What the task requires: I would like you to restate each record word for word.
-*-
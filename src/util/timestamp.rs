//! Serde helpers for UTC timestamps.
//!
//! Timestamps are stored as fixed-width RFC 3339 strings with millisecond
//! precision (`2024-05-01T09:30:00.000Z`), so lexicographic order in the
//! store matches chronological order and range filters can compare strings.

use chrono::{DateTime, NaiveDate, SecondsFormat, SubsecRound, Utc};
use serde::{Deserialize, Deserializer, Serializer};

/// Current time truncated to the persisted precision.
pub fn now() -> DateTime<Utc> {
    Utc::now().trunc_subsecs(3)
}

pub fn format(value: &DateTime<Utc>) -> String {
    value.to_rfc3339_opts(SecondsFormat::Millis, true)
}

/// Accepts RFC 3339, or a bare `YYYY-MM-DD` read as midnight UTC.
pub fn parse(value: &str) -> Result<DateTime<Utc>, chrono::ParseError> {
    match DateTime::parse_from_rfc3339(value) {
        Ok(dt) => Ok(dt.with_timezone(&Utc)),
        Err(e) => NaiveDate::parse_from_str(value, "%Y-%m-%d")
            .ok()
            .and_then(|d| d.and_hms_opt(0, 0, 0))
            .map(|dt| dt.and_utc())
            .ok_or(e),
    }
}

pub fn serialize<S>(value: &DateTime<Utc>, serializer: S) -> Result<S::Ok, S::Error>
where
    S: Serializer,
{
    serializer.serialize_str(&format(value))
}

pub fn deserialize<'de, D>(deserializer: D) -> Result<DateTime<Utc>, D::Error>
where
    D: Deserializer<'de>,
{
    let raw = String::deserialize(deserializer)?;
    parse(&raw).map_err(serde::de::Error::custom)
}

pub mod option {
    use chrono::{DateTime, Utc};
    use serde::{Deserialize, Deserializer, Serializer};

    pub fn serialize<S>(value: &Option<DateTime<Utc>>, serializer: S) -> Result<S::Ok, S::Error>
    where
        S: Serializer,
    {
        match value {
            Some(dt) => serializer.serialize_some(&super::format(dt)),
            None => serializer.serialize_none(),
        }
    }

    pub fn deserialize<'de, D>(deserializer: D) -> Result<Option<DateTime<Utc>>, D::Error>
    where
        D: Deserializer<'de>,
    {
        let raw = Option::<String>::deserialize(deserializer)?;
        raw.map(|s| super::parse(&s).map_err(serde::de::Error::custom))
            .transpose()
    }
}

#[cfg(test)]
mod tests {
    use super::*;
    use chrono::TimeZone;

    #[test]
    fn test_format_is_fixed_width() {
        let a = Utc.with_ymd_and_hms(2024, 1, 1, 0, 0, 0).unwrap();
        let b = a + chrono::Duration::milliseconds(500);
        assert_eq!(format(&a), "2024-01-01T00:00:00.000Z");
        assert_eq!(format(&b), "2024-01-01T00:00:00.500Z");
        assert!(format(&a) < format(&b));
    }

    #[test]
    fn test_parse_accepts_offsets() {
        let parsed = parse("2024-03-10T12:00:00+05:30").unwrap();
        assert_eq!(format(&parsed), "2024-03-10T06:30:00.000Z");
    }

    #[test]
    fn test_parse_bare_date_is_midnight_utc() {
        assert_eq!(format(&parse("2024-03-10").unwrap()), "2024-03-10T00:00:00.000Z");
        assert!(parse("10/03/2024").is_err());
    }
}
use axum::{middleware, routing::get, Router};
use std::sync::Arc;

use crate::handler::settings_handler::{get_settings_handler, update_settings_handler};
use crate::middlewares::auth_middleware::{require_actor, AuthState};
use crate::service::settings_service::SettingsService;

pub fn settings_router(service: Arc<SettingsService>, auth_state: Arc<AuthState>) -> Router {
    Router::new()
        .route("/settings", get(get_settings_handler).put(update_settings_handler))
        .route_layer(middleware::from_fn_with_state(auth_state, require_actor))
        .with_state(service)
}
-*-
Solution below:
filename src/util/timestamp.rs
//! Serde helpers for UTC timestamps.
//!
//! Timestamps are stored as fixed-width RFC 3339 strings with millisecond
//! precision (`2024-05-01T09:30:00.000Z`), so lexicographic order in the
//! store matches chronological order and range filters can compare strings.

use chrono::{DateTime, NaiveDate, SecondsFormat, SubsecRound, Utc};
use serde::{Deserialize, Deserializer, Serializer};

/// Current time truncated to the persisted precision.
pub fn now() -> DateTime<Utc> {
    Utc::now().trunc_subsecs(3)
}

pub fn format(value: &DateTime<Utc>) -> String {
    value.to_rfc3339_opts(SecondsFormat::Millis, true)
}

/// Accepts RFC 3339, or a bare `YYYY-MM-DD` read as midnight UTC.
pub fn parse(value: &str) -> Result<DateTime<Utc>, chrono::ParseError> {
    match DateTime::parse_from_rfc3339(value) {
        Ok(dt) => Ok(dt.with_timezone(&Utc)),
        Err(e) => NaiveDate::parse_from_str(value, "%Y-%m-%d")
            .ok()
            .and_then(|d| d.and_hms_opt(0, 0, 0))
            .map(|dt| dt.and_utc())
            .ok_or(e),
    }
}

pub fn serialize<S>(value: &DateTime<Utc>, serializer: S) -> Result<S::Ok, S::Error>
where
    S: Serializer,
{
    serializer.serialize_str(&format(value))
}

pub fn deserialize<'de, D>(deserializer: D) -> Result<DateTime<Utc>, D::Error>
where
    D: Deserializer<'de>,
{
    let raw = String::deserialize(deserializer)?;
    parse(&raw).map_err(serde::de::Error::custom)
}

pub mod option {
    use chrono::{DateTime, Utc};
    use serde::{Deserialize, Deserializer, Serializer};

    pub fn serialize<S>(value: &Option<DateTime<Utc>>, serializer: S) -> Result<S::Ok, S::Error>
    where
        S: Serializer,
    {
        match value {
            Some(dt) => serializer.serialize_some(&super::format(dt)),
            None => serializer.serialize_none(),
        }
    }

    pub fn deserialize<'de, D>(deserializer: D) -> Result<Option<DateTime<Utc>>, D::Error>
    where
        D: Deserializer<'de>,
    {
        let raw = Option::<String>::deserialize(deserializer)?;
        raw.map(|s| super::parse(&s).map_err(serde::de::Error::custom))
            .transpose()
    }
}

#[cfg(test)]
mod tests {
    use super::*;
    use chrono::TimeZone;

    #[test]
    fn test_format_is_fixed_width() {
        let a = Utc.with_ymd_and_hms(2024, 1, 1, 0, 0, 0).unwrap();
        let b = a + chrono::Duration::milliseconds(500);
        assert_eq!(format(&a), "2024-01-01T00:00:00.000Z");
        assert_eq!(format(&b), "2024-01-01T00:00:00.500Z");
        assert!(format(&a) < format(&b));
    }

    #[test]
    fn test_parse_accepts_offsets() {
        let parsed = parse("2024-03-10T12:00:00+05:30").unwrap();
        assert_eq!(format(&parsed), "2024-03-10T06:30:00.000Z");
    }

    #[test]
    fn test_parse_bare_date_is_midnight_utc() {
        assert_eq!(format(&parse("2024-03-10").unwrap()), "2024-03-10T00:00:00.000Z");
        assert!(parse("10/03/2024").is_err());
    }
}
use axum::{middleware, routing::get, Router};
use std::sync::Arc;

use crate::handler::settings_handler::{get_settings_handler, update_settings_handler};
use crate::middlewares::auth_middleware::{require_actor, AuthState};
use crate::service::settings_service::SettingsService;

pub fn settings_router(service: Arc<SettingsService>, auth_state: Arc<AuthState>) -> Router {
    Router::new()
        .route("/settings", get(get_settings_handler).put(update_settings_handler))
        .route_layer(middleware::from_fn_with_state(auth_state, require_actor))
        .with_state(service)
}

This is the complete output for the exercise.